心肌梗死介入治疗后sTRAIL-R2表达与颈动脉斑块细胞凋亡及炎症反应的相关性

Correlation between sTRAIL-R2 expression and carotid plaque apoptosis and inflammatory response in patients with myocardial infarction after interventional therapy

目的探究心肌梗死患者介入治疗后可溶性肿瘤坏死因子相关凋亡诱导配体受体2(sTRAIL-R2)表达与颈动脉斑块细胞凋亡及炎症反应的相关性。方法选择2021年1月至2022年5月该院收治的心肌梗死行介入治疗后患者102例作为研究对象,对其行颈动脉内膜切除术获取颈动脉斑块片段,根据sTRAIL-R2表达水平分为sTRAIL-R2高表达组和sTRAIL-R2低表达组。检测患者斑块组织Bax、半胱天冬氨酸蛋白酶(Caspase)-8、Caspase-3活性,CD45、CD68表达水平及白细胞介素(IL)-6、IL-10、C反应蛋白(CRP)、肿瘤坏死因子(TNF)-α和IL-1β水平,检测患者斑块组织细胞凋亡相关蛋白表达并分析sTRAIL-R2表达水平与患者斑块组织细胞凋亡、炎症反应的相关性。结果sTRAIL-R2高表达组患者斑块组织Caspase-8、Caspase-3活性,Bax、Caspase-3蛋白表达水平,CD45、CD68阳性细胞检出数,IL-6、IL-10、CRP、TNF-α、IL-1β水平均高于sTRAIL-R2低表达组,B淋巴细胞瘤-2基因(Bcl-2)蛋白表达水平低于sTRAIL-R2低表达组,差异均有统计学意义(P<0.05)。sTRAIL-R2表达水平与Caspase-8、Caspase-3活性,CD45、CD68、IL-6、IL-10、CRP、TNF-α、IL-1β水平与Bax、Caspase-3蛋白表达水平均呈正相关,与Bcl-2蛋白表达水平呈负相关(P<0.05)。
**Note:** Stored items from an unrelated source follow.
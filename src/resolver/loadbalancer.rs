//! Resolver for load balancers, matching by UUID or name.

use super::{CachingResolver, Resolvable};
use crate::cloud::api::CloudApi;
use crate::cloud::types::LoadBalancer;
use anyhow::Result;
use async_trait::async_trait;

/// Caching resolver for load balancers.
pub type CachingLoadBalancer = CachingResolver<LoadBalancer>;

#[async_trait]
impl Resolvable for LoadBalancer {
    const POSITIONAL_HELP: &'static str = "<UUID/Name...>";

    async fn list(api: &dyn CloudApi) -> Result<Vec<LoadBalancer>> {
        api.list_load_balancers().await
    }

    fn canonical_id(&self) -> &str {
        &self.uuid
    }

    fn display_names(&self) -> Vec<&str> {
        vec![&self.name]
    }
}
结论sTRAIL-R2高表达可引起颈动脉粥样硬化斑块组织Caspase-8、Caspase-3活性升高,细胞凋亡相关蛋白表达水平上调,并引起斑块炎症反应加剧,可能导致易损斑块出现。

Objective To explore the correlation between expression of soluble tumor necrosis factor-related apoptosis-inducing ligand receptor 2(sTRAIL-R2)and apoptosis of carotid plaque cells and inflammatory response in patients with myocardial infarction after interventional therapy.Methods A total of 102 patients with myocardial infarction admitted to this hospital from January 2021 to May 2022 after interventional therapy were selected as research objects,and carotid plaque fragments were obtained by carotid endarterectomy.According to the expression level of sTRAIL-R2,sTRAIL-R2 high expression group and sTRAIL-R2 low expression group were divided.The activities of Bax,Caspase-8 and Caspase-3,the expression levels of CD45 and CD68,and the levels of interleukin(IL)-6,IL-10,C-reactive protein(CRP),tumor necrosis factor(TNF)-αand IL-1βin plaque tissue of patients were detected.The expression of apoptosis-related proteins in plaque tissue was detected and the correlation between the expression level of sTRAIL-R2 and apoptosis and inflammatory response in plaque tissue was analyzed.Results Caspase-8 and Caspase-3 activities,Bax and Caspase-3 protein expression levels,CD45 and CD68 positive cells and the levels of IL-6,IL-10,CRP,TNF-αand IL-1βin plaque tissue of patients with sTRAIL-R2 high expression were higher than those of sTRAIL-R2 low expression group,and the expression of Bcl-2 protein was lower than that of sTRAIL-R2 low expression group,and the differences were statistically significant(P<0.05).The expression level of sTRAIL-R2 was positively correlated with the activities of Caspase-8 and Caspase-3,the levels of CD45,CD68,IL-6,IL-10,CRP,TNF-αand IL-1β,and the protein expression levels of Bax and Caspase-3.The expression of Bcl-2 protein was negatively correlated with the expression of Bcl-2 protein(P<0.05).Conclusion The high expression of sTRAIL-R2 can increase the activities of Caspase-8 Caspase-3 and the expression of apoptosis related proteins,and could aggravate the inflammatory response of carotid plaqueatherosclerotic,which may lead to the appearance of vulnerable plaque.